▶ **WORK TASK**
Run through the records and show each line that includes the string "TicketPayload".

▶ **RECORDS FOR THE EXERCISE**
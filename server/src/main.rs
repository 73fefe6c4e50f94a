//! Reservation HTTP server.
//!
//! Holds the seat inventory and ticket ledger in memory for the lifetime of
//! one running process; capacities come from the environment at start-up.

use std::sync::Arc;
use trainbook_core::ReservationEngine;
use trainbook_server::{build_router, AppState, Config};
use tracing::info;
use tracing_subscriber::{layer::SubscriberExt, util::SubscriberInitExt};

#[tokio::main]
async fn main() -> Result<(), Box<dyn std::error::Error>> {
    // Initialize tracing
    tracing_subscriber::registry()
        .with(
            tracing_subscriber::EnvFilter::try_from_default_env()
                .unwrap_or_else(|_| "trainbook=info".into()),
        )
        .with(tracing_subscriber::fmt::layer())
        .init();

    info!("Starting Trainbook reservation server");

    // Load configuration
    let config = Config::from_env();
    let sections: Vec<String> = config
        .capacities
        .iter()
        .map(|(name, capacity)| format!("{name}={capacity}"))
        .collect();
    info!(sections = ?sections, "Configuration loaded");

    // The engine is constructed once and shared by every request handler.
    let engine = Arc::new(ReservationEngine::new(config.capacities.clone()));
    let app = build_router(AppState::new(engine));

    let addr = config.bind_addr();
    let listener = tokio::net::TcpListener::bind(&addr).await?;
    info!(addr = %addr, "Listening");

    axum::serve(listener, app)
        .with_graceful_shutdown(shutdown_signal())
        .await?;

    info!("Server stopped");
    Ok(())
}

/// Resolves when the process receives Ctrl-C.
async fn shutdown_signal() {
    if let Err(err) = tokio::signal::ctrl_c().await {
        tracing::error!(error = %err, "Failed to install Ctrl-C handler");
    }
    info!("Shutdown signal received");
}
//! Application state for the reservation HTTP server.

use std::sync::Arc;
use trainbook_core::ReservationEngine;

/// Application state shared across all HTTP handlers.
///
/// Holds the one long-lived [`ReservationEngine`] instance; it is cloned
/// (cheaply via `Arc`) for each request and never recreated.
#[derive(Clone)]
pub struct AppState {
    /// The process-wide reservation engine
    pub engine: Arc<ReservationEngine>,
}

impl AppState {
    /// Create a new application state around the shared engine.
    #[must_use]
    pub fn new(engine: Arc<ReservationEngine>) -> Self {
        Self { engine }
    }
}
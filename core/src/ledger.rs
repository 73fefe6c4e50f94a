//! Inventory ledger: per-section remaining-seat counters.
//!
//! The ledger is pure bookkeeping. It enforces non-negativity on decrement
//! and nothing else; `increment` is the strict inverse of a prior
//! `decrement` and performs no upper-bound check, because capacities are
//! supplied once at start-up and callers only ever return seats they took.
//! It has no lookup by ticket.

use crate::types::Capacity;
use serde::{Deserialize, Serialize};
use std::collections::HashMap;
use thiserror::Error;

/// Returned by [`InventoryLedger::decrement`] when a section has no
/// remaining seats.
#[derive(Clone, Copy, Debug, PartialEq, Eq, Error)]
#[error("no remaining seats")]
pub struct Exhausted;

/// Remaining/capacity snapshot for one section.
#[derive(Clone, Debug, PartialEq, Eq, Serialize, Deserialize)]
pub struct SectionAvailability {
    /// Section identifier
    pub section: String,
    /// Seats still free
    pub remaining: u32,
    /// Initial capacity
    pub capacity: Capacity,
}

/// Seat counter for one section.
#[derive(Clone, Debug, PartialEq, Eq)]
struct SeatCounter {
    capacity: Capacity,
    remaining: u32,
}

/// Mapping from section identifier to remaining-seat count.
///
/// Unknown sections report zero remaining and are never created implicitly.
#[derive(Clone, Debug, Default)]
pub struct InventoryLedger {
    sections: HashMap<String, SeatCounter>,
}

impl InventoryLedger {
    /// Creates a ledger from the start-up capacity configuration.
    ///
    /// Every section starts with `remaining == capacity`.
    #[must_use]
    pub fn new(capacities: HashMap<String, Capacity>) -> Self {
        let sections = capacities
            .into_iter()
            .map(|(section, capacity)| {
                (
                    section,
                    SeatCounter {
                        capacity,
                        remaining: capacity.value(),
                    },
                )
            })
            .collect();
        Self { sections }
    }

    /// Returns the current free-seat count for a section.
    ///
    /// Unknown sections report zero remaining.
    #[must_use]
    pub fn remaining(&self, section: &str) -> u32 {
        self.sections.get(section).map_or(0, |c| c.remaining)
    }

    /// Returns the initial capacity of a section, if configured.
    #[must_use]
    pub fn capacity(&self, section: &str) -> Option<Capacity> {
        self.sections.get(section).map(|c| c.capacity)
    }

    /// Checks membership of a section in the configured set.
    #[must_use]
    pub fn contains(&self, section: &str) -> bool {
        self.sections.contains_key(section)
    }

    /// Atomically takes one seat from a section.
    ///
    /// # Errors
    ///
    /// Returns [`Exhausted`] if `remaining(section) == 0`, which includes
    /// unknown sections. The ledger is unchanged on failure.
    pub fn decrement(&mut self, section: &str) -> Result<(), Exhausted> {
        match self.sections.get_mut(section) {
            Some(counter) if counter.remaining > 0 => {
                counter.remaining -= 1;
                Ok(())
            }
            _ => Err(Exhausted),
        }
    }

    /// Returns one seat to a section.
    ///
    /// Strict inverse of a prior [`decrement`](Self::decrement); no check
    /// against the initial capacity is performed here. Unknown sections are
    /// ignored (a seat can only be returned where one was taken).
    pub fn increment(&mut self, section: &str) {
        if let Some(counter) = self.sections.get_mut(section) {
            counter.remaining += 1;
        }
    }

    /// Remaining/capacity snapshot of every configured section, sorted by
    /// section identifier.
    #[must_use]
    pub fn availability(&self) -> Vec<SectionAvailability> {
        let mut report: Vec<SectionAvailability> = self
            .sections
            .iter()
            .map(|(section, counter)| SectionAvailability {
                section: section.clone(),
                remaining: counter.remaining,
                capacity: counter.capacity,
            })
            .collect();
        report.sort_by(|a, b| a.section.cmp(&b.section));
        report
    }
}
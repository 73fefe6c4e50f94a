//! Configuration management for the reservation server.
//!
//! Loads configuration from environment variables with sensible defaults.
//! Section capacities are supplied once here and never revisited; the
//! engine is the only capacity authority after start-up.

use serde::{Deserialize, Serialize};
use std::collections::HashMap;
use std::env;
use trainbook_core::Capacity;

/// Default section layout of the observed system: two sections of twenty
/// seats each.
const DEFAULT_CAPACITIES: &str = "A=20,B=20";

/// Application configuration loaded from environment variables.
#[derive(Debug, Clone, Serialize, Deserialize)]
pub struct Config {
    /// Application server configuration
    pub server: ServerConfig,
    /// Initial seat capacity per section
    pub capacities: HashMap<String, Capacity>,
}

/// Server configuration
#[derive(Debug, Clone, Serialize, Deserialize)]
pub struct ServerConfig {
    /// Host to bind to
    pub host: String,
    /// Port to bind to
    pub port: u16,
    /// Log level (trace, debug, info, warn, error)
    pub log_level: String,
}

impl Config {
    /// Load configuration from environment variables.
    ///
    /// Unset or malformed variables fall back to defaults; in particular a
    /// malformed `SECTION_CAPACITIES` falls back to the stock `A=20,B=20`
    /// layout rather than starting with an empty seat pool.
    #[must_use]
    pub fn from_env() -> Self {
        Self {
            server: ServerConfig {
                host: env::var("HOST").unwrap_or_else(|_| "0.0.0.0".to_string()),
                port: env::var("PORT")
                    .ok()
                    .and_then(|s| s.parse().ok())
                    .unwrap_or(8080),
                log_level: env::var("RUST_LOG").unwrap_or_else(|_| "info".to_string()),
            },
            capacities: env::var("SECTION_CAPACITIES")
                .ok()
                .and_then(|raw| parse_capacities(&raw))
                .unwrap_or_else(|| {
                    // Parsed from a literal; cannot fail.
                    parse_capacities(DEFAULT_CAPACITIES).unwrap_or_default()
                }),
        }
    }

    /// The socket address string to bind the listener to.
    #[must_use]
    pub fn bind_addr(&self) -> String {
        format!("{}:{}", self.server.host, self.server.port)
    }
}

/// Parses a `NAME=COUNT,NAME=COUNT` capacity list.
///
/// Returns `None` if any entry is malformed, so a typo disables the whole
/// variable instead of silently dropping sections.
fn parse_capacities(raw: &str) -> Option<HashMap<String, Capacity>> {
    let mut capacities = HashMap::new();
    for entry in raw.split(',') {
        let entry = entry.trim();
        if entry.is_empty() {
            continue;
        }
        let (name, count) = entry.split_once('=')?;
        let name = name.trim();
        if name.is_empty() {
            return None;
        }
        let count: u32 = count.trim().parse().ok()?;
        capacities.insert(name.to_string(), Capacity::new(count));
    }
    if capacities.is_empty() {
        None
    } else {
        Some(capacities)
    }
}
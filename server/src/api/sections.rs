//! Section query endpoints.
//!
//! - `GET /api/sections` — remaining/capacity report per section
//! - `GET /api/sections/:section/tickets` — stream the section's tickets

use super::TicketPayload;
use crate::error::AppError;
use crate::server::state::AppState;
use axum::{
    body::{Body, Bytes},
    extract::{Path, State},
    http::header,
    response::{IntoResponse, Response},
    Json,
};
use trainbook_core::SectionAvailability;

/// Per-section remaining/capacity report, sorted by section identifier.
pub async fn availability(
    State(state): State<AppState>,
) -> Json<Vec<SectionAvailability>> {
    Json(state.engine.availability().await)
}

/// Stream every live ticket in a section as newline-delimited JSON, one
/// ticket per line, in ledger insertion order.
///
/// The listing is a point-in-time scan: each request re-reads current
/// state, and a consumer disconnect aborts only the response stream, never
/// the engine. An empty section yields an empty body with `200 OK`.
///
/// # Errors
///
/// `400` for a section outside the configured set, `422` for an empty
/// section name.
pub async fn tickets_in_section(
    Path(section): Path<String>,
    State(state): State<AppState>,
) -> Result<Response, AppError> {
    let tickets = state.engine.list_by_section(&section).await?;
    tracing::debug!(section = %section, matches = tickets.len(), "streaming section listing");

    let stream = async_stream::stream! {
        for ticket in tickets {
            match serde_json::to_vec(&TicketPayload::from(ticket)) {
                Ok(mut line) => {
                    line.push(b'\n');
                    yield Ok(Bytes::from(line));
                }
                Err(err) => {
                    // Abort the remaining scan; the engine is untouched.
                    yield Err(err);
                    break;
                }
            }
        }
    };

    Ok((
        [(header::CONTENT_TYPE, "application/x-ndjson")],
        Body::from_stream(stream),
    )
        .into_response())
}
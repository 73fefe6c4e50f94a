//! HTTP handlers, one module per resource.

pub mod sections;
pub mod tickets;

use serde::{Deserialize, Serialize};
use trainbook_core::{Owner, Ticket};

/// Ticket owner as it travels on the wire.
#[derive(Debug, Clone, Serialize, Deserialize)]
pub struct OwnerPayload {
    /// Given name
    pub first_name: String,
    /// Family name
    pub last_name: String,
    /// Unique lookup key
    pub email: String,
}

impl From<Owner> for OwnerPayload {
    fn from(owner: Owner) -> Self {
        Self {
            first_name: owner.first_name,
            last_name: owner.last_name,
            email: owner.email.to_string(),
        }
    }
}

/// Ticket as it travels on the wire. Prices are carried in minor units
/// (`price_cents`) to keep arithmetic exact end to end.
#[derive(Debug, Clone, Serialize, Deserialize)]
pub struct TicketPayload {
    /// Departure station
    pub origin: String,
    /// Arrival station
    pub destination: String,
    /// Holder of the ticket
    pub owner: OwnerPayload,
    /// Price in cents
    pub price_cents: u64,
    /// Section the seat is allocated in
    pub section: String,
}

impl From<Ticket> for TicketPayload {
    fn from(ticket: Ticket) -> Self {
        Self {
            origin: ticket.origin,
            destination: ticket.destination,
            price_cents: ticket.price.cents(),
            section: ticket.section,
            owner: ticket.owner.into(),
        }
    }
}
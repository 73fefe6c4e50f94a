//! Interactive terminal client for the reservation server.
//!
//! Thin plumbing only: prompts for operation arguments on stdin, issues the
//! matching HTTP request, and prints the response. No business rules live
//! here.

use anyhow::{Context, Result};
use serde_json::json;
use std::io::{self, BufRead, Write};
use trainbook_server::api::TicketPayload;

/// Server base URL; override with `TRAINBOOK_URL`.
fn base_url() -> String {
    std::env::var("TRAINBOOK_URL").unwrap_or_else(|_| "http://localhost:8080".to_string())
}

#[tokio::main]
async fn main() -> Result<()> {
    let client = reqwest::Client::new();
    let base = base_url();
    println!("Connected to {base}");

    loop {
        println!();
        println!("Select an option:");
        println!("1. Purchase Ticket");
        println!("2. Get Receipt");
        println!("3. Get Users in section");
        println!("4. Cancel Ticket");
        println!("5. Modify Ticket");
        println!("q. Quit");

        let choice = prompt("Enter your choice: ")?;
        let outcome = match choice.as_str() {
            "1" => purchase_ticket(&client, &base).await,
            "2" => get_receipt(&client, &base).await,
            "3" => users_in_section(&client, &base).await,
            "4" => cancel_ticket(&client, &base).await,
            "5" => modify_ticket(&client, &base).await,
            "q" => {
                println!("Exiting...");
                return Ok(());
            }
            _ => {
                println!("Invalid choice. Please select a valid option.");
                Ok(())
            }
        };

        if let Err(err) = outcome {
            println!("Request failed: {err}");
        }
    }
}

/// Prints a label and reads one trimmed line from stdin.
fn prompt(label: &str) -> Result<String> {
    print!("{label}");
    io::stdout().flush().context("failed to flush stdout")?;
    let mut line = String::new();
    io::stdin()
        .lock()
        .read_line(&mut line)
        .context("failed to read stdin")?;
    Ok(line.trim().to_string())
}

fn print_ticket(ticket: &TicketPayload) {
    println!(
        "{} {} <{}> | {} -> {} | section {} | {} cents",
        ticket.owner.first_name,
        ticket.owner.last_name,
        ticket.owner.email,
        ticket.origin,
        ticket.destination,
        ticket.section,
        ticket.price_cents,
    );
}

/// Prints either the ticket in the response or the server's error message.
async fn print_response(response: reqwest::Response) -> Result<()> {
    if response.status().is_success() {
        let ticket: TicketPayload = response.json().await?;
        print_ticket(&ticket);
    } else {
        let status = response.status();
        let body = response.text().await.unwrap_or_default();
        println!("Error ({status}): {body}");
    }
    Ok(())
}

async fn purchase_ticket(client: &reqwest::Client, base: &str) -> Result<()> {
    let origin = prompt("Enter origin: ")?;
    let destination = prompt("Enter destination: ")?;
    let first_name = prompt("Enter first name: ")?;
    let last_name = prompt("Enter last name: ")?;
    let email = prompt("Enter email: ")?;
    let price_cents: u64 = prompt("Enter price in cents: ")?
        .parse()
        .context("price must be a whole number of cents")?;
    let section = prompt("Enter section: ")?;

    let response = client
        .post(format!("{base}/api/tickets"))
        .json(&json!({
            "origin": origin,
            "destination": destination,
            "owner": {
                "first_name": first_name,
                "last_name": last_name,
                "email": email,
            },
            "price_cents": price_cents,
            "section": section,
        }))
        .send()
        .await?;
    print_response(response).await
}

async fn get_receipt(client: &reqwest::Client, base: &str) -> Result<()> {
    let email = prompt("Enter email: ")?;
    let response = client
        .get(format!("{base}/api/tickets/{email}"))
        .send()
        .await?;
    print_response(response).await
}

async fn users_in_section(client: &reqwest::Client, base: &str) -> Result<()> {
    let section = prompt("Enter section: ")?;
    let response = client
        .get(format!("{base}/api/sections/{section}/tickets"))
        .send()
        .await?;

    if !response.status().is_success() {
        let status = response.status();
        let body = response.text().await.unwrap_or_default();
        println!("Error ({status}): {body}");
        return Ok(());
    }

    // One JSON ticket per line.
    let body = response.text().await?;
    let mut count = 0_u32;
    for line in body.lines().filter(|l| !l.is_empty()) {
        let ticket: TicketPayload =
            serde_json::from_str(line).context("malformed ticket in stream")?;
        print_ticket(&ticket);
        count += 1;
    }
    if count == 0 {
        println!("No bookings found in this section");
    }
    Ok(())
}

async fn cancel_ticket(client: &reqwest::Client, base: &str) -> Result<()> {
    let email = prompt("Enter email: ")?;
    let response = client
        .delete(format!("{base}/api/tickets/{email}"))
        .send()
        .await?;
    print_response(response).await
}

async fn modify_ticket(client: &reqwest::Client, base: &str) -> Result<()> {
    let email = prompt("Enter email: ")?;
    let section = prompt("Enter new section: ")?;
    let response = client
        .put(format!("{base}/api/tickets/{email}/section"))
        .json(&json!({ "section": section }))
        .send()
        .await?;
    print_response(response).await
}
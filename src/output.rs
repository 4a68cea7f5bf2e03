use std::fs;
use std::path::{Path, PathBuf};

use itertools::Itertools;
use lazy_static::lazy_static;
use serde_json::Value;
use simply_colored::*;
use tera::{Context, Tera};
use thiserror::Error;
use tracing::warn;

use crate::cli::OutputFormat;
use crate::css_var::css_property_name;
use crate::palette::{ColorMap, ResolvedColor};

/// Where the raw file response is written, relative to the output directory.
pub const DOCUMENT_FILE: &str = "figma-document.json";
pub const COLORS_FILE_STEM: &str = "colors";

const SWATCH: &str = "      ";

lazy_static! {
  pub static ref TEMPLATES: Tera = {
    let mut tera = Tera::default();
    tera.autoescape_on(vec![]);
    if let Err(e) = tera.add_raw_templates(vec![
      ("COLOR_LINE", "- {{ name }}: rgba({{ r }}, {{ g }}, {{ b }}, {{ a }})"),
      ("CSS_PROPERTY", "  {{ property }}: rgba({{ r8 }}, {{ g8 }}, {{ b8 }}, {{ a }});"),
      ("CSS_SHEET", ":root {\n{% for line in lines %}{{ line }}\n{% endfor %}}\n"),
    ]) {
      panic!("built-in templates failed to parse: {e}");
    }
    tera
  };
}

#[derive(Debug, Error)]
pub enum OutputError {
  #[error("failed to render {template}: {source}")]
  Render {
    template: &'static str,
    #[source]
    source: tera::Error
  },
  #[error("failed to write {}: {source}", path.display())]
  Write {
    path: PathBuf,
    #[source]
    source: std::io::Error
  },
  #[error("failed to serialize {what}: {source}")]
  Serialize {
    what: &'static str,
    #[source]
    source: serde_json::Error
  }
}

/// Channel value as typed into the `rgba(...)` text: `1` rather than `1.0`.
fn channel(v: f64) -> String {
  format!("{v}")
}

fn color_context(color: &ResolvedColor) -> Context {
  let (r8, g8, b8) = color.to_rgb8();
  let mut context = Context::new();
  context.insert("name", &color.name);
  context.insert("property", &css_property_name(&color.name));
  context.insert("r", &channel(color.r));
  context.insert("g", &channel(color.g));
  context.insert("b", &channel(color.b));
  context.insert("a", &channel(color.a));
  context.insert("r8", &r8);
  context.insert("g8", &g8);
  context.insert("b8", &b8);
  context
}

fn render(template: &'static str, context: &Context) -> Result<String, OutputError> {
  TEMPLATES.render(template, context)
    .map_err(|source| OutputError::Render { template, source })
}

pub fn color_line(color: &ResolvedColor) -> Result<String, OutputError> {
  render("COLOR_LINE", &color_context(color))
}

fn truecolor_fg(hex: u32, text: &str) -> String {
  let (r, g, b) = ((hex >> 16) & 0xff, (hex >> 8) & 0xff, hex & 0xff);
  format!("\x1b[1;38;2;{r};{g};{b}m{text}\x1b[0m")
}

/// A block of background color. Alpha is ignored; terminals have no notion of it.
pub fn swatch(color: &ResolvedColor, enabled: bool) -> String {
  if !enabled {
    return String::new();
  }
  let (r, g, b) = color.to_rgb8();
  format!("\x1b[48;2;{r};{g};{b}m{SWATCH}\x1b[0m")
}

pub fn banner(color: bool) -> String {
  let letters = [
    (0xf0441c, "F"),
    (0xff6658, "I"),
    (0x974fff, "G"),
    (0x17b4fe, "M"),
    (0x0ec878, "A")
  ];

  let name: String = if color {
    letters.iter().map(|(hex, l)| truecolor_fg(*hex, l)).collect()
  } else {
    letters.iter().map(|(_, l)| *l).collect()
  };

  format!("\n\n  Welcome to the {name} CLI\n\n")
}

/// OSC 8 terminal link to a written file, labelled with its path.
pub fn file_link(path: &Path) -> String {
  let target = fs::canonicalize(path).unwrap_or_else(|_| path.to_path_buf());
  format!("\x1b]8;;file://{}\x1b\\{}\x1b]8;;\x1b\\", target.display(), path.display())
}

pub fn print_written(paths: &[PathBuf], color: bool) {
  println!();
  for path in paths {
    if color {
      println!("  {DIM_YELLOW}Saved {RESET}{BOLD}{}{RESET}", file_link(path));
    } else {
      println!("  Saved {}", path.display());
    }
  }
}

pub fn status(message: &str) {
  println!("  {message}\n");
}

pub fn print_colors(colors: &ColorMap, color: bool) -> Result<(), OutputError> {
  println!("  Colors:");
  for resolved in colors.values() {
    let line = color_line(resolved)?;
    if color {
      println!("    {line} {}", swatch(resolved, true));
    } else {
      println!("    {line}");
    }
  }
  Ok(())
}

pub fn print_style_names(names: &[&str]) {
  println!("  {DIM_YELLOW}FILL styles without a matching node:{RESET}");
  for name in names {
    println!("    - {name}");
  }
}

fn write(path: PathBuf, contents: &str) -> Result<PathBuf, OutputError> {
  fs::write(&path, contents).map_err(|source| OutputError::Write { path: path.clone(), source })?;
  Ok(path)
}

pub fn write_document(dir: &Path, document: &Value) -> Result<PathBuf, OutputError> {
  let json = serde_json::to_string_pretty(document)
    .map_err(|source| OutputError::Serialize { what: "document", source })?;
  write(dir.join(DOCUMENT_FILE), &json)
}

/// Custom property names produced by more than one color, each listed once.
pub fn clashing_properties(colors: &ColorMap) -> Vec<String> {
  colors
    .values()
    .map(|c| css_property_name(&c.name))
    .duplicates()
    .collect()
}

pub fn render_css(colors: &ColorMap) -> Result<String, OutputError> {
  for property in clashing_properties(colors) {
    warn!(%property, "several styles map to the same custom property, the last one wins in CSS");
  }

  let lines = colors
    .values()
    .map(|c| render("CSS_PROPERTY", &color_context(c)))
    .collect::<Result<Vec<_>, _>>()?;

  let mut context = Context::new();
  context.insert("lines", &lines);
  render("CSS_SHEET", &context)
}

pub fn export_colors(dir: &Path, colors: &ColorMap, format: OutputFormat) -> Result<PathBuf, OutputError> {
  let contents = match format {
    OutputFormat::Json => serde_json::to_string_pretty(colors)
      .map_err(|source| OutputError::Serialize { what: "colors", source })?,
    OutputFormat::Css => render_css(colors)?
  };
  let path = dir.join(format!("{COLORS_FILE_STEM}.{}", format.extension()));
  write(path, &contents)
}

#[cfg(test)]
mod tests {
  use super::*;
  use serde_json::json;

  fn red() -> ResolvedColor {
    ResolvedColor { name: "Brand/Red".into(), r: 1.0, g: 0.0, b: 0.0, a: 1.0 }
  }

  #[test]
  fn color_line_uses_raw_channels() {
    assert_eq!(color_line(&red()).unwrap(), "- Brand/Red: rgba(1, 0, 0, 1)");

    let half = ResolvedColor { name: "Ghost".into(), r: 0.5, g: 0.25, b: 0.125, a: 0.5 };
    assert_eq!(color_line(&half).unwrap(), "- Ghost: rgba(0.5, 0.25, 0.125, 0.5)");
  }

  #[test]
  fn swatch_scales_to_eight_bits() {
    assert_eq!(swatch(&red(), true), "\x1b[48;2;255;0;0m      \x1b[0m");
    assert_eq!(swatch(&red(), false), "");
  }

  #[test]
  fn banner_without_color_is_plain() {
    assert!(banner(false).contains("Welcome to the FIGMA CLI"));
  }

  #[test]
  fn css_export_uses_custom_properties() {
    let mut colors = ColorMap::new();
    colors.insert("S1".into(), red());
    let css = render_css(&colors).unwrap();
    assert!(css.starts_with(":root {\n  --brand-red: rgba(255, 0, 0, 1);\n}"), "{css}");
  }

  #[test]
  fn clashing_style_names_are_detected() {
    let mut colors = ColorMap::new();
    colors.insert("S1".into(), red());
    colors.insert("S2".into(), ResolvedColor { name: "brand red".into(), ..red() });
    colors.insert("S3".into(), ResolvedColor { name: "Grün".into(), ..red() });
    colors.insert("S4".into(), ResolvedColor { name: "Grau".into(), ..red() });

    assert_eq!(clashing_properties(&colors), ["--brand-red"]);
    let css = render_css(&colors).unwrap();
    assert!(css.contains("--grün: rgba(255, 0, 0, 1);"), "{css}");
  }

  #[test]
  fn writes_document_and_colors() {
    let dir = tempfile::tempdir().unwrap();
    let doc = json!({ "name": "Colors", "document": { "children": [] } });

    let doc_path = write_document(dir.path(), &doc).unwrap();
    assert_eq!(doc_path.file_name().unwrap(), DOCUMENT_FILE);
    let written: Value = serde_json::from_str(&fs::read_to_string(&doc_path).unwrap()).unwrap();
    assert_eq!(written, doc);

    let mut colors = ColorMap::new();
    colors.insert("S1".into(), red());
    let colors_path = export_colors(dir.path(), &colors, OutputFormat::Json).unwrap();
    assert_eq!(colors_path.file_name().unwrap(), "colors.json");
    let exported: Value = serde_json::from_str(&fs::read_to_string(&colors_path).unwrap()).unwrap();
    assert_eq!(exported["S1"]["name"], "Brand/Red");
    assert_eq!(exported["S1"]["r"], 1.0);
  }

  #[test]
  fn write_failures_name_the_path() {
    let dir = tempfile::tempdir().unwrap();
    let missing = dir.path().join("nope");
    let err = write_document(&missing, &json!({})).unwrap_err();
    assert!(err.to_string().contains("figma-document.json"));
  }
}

▶ **TASK OUTPUT**
use super::TicketPayload;
            match serde_json::to_vec(&TicketPayload::from(ticket)) {
pub struct TicketPayload {
impl From<Ticket> for TicketPayload {
use trainbook_server::api::TicketPayload;
fn print_ticket(ticket: &TicketPayload) {
        let ticket: TicketPayload = response.json().await?;
        let ticket: TicketPayload =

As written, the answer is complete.